Task:
Out of the records below, copy all lines in which the word "core" occurs.

Records supplied:
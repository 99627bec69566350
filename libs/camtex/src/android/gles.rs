// Copyright (c) 2025 Jonathan Fontanez
// SPDX-License-Identifier: BUSL-1.1

//! GLES 3 entry points through the `gl` crate.
//!
//! The `gl` bindings are process-global function pointers, loaded once from
//! EGL with `libGLESv3.so` as fallback for drivers that only export core
//! functions from the library.

use std::ffi::{CString, c_void};
use std::ptr;

use libloading::Library;

use super::egl::EglGraphics;
use crate::core::config::TextureFilter;
use crate::core::error::{CameraError, Result};
use crate::core::gpu::{GlesDevice, TextureTarget};
use crate::core::handles::{FramebufferId, NativeTextureId, ProgramId};

/// `GL_TEXTURE_EXTERNAL_OES` (OES_EGL_image_external).
pub const GL_TEXTURE_EXTERNAL_OES: gl::types::GLenum = 0x8D65;

const GLES_LIBRARY: &str = "libGLESv3.so";

fn target(target: TextureTarget) -> gl::types::GLenum {
    match target {
        TextureTarget::Texture2D => gl::TEXTURE_2D,
        TextureTarget::ExternalOes => GL_TEXTURE_EXTERNAL_OES,
    }
}

fn filter(filter: TextureFilter) -> gl::types::GLint {
    match filter {
        TextureFilter::Linear => gl::LINEAR as gl::types::GLint,
        TextureFilter::Nearest => gl::NEAREST as gl::types::GLint,
    }
}

/// [`GlesDevice`] on whatever context is current on the calling thread.
pub struct GlesFunctions {
    _library: Option<Library>,
}

impl GlesFunctions {
    pub fn load(egl: &EglGraphics) -> Result<Self> {
        let library = match unsafe { Library::new(GLES_LIBRARY) } {
            Ok(library) => Some(library),
            Err(e) => {
                tracing::debug!("Camera: {} not loadable ({}), EGL only", GLES_LIBRARY, e);
                None
            }
        };

        gl::load_with(|name| {
            if let Some(f) = egl.get_proc_address(name) {
                return f as *const c_void;
            }
            let Some(library) = library.as_ref() else {
                return ptr::null();
            };
            let Ok(symbol) = CString::new(name) else {
                return ptr::null();
            };
            unsafe {
                library
                    .get::<*const c_void>(symbol.as_bytes_with_nul())
                    .map(|s| *s)
                    .unwrap_or(ptr::null())
            }
        });

        if !gl::GenTextures::is_loaded() || !gl::DrawArrays::is_loaded() {
            return Err(CameraError::PlatformUnsupported(
                "GLES 3 entry points not available".into(),
            ));
        }

        Ok(Self { _library: library })
    }
}

impl GlesDevice for GlesFunctions {
    fn gen_texture(&self) -> Result<NativeTextureId> {
        let mut texture = 0;
        unsafe { gl::GenTextures(1, &mut texture) };
        if texture == 0 {
            return Err(CameraError::Gpu("glGenTextures returned 0".into()));
        }
        Ok(NativeTextureId::from_raw(texture))
    }

    fn delete_texture(&self, texture: NativeTextureId) {
        let name = texture.as_raw();
        unsafe { gl::DeleteTextures(1, &name) };
    }

    fn bind_texture(&self, t: TextureTarget, texture: Option<NativeTextureId>) {
        let name = texture.map(NativeTextureId::as_raw).unwrap_or(0);
        unsafe { gl::BindTexture(target(t), name) };
    }

    fn set_texture_filter(&self, t: TextureTarget, f: TextureFilter) {
        unsafe {
            gl::TexParameteri(target(t), gl::TEXTURE_MIN_FILTER, filter(f));
            gl::TexParameteri(target(t), gl::TEXTURE_MAG_FILTER, filter(f));
        }
    }

    fn allocate_rgba8(&self, width: u32, height: u32) {
        unsafe {
            gl::TexImage2D(
                gl::TEXTURE_2D,
                0,
                gl::RGBA as gl::types::GLint,
                width as gl::types::GLsizei,
                height as gl::types::GLsizei,
                0,
                gl::RGBA,
                gl::UNSIGNED_BYTE,
                ptr::null(),
            )
        };
    }

    fn generate_mipmap(&self, t: TextureTarget) {
        unsafe { gl::GenerateMipmap(target(t)) };
    }

    fn gen_framebuffer(&self) -> Result<FramebufferId> {
        let mut framebuffer = 0;
        unsafe { gl::GenFramebuffers(1, &mut framebuffer) };
        if framebuffer == 0 {
            return Err(CameraError::Gpu("glGenFramebuffers returned 0".into()));
        }
        Ok(FramebufferId::from_raw(framebuffer))
    }

    fn delete_framebuffer(&self, framebuffer: FramebufferId) {
        let name = framebuffer.as_raw();
        unsafe { gl::DeleteFramebuffers(1, &name) };
    }

    fn bind_framebuffer(&self, framebuffer: Option<FramebufferId>) {
        let name = framebuffer.map(FramebufferId::as_raw).unwrap_or(0);
        unsafe { gl::BindFramebuffer(gl::FRAMEBUFFER, name) };
    }

    fn attach_color_texture(&self, texture: NativeTextureId) {
        unsafe {
            gl::FramebufferTexture2D(
                gl::FRAMEBUFFER,
                gl::COLOR_ATTACHMENT0,
                gl::TEXTURE_2D,
                texture.as_raw(),
                0,
            )
        };
    }

    fn framebuffer_complete(&self) -> bool {
        unsafe { gl::CheckFramebufferStatus(gl::FRAMEBUFFER) == gl::FRAMEBUFFER_COMPLETE }
    }

    fn create_program(&self, vertex_source: &str, fragment_source: &str) -> Result<ProgramId> {
        let vertex = compile_shader(gl::VERTEX_SHADER, vertex_source)?;
        let fragment = match compile_shader(gl::FRAGMENT_SHADER, fragment_source) {
            Ok(fragment) => fragment,
            Err(e) => {
                unsafe { gl::DeleteShader(vertex) };
                return Err(e);
            }
        };

        unsafe {
            let program = gl::CreateProgram();
            gl::AttachShader(program, vertex);
            gl::AttachShader(program, fragment);
            gl::LinkProgram(program);

            // The program keeps its own reference.
            gl::DetachShader(program, vertex);
            gl::DetachShader(program, fragment);
            gl::DeleteShader(vertex);
            gl::DeleteShader(fragment);

            let mut status = 0;
            gl::GetProgramiv(program, gl::LINK_STATUS, &mut status);
            if status == 0 {
                let log = program_info_log(program);
                gl::DeleteProgram(program);
                return Err(CameraError::Gpu(format!("Program link failed: {}", log)));
            }

            Ok(ProgramId::from_raw(program))
        }
    }

    fn delete_program(&self, program: ProgramId) {
        unsafe { gl::DeleteProgram(program.as_raw()) };
    }

    fn use_program(&self, program: Option<ProgramId>) {
        unsafe { gl::UseProgram(program.map(ProgramId::as_raw).unwrap_or(0)) };
    }

    fn uniform_location(&self, program: ProgramId, name: &str) -> Option<i32> {
        let name = CString::new(name).ok()?;
        let location = unsafe { gl::GetUniformLocation(program.as_raw(), name.as_ptr()) };
        (location >= 0).then_some(location)
    }

    fn set_uniform_i32(&self, location: i32, value: i32) {
        unsafe { gl::Uniform1i(location, value) };
    }

    fn active_texture(&self, unit: u32) {
        unsafe { gl::ActiveTexture(gl::TEXTURE0 + unit) };
    }

    fn unbind_sampler(&self, unit: u32) {
        unsafe { gl::BindSampler(unit, 0) };
    }

    fn viewport(&self, width: u32, height: u32) {
        unsafe { gl::Viewport(0, 0, width as i32, height as i32) };
    }

    fn draw_triangle_strip(&self, first: i32, count: i32) {
        unsafe { gl::DrawArrays(gl::TRIANGLE_STRIP, first, count) };
    }
}

fn compile_shader(kind: gl::types::GLenum, source: &str) -> Result<gl::types::GLuint> {
    let source = CString::new(source)
        .map_err(|_| CameraError::Gpu("Shader source contains a NUL byte".into()))?;

    unsafe {
        let shader = gl::CreateShader(kind);
        gl::ShaderSource(shader, 1, &source.as_ptr(), ptr::null());
        gl::CompileShader(shader);

        let mut status = 0;
        gl::GetShaderiv(shader, gl::COMPILE_STATUS, &mut status);
        if status == 0 {
            let log = shader_info_log(shader);
            gl::DeleteShader(shader);
            let stage = if kind == gl::VERTEX_SHADER {
                "vertex"
            } else {
                "fragment"
            };
            return Err(CameraError::Gpu(format!(
                "{} shader compile failed: {}",
                stage, log
            )));
        }

        Ok(shader)
    }
}

unsafe fn shader_info_log(shader: gl::types::GLuint) -> String {
    let mut length = 0;
    unsafe { gl::GetShaderiv(shader, gl::INFO_LOG_LENGTH, &mut length) };
    let mut log = vec![0u8; length.max(1) as usize];
    let mut written = 0;
    unsafe {
        gl::GetShaderInfoLog(shader, length, &mut written, log.as_mut_ptr().cast())
    };
    log.truncate(written.max(0) as usize);
    String::from_utf8_lossy(&log).into_owned()
}

unsafe fn program_info_log(program: gl::types::GLuint) -> String {
    let mut length = 0;
    unsafe { gl::GetProgramiv(program, gl::INFO_LOG_LENGTH, &mut length) };
    let mut log = vec![0u8; length.max(1) as usize];
    let mut written = 0;
    unsafe {
        gl::GetProgramInfoLog(program, length, &mut written, log.as_mut_ptr().cast())
    };
    log.truncate(written.max(0) as usize);
    String::from_utf8_lossy(&log).into_owned()
}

Worked solution:
//! EGL with `libGLESv3.so` as fallback for drivers that only export core
use crate::core::config::TextureFilter;
use crate::core::error::{CameraError, Result};
use crate::core::gpu::{GlesDevice, TextureTarget};
use crate::core::handles::{FramebufferId, NativeTextureId, ProgramId};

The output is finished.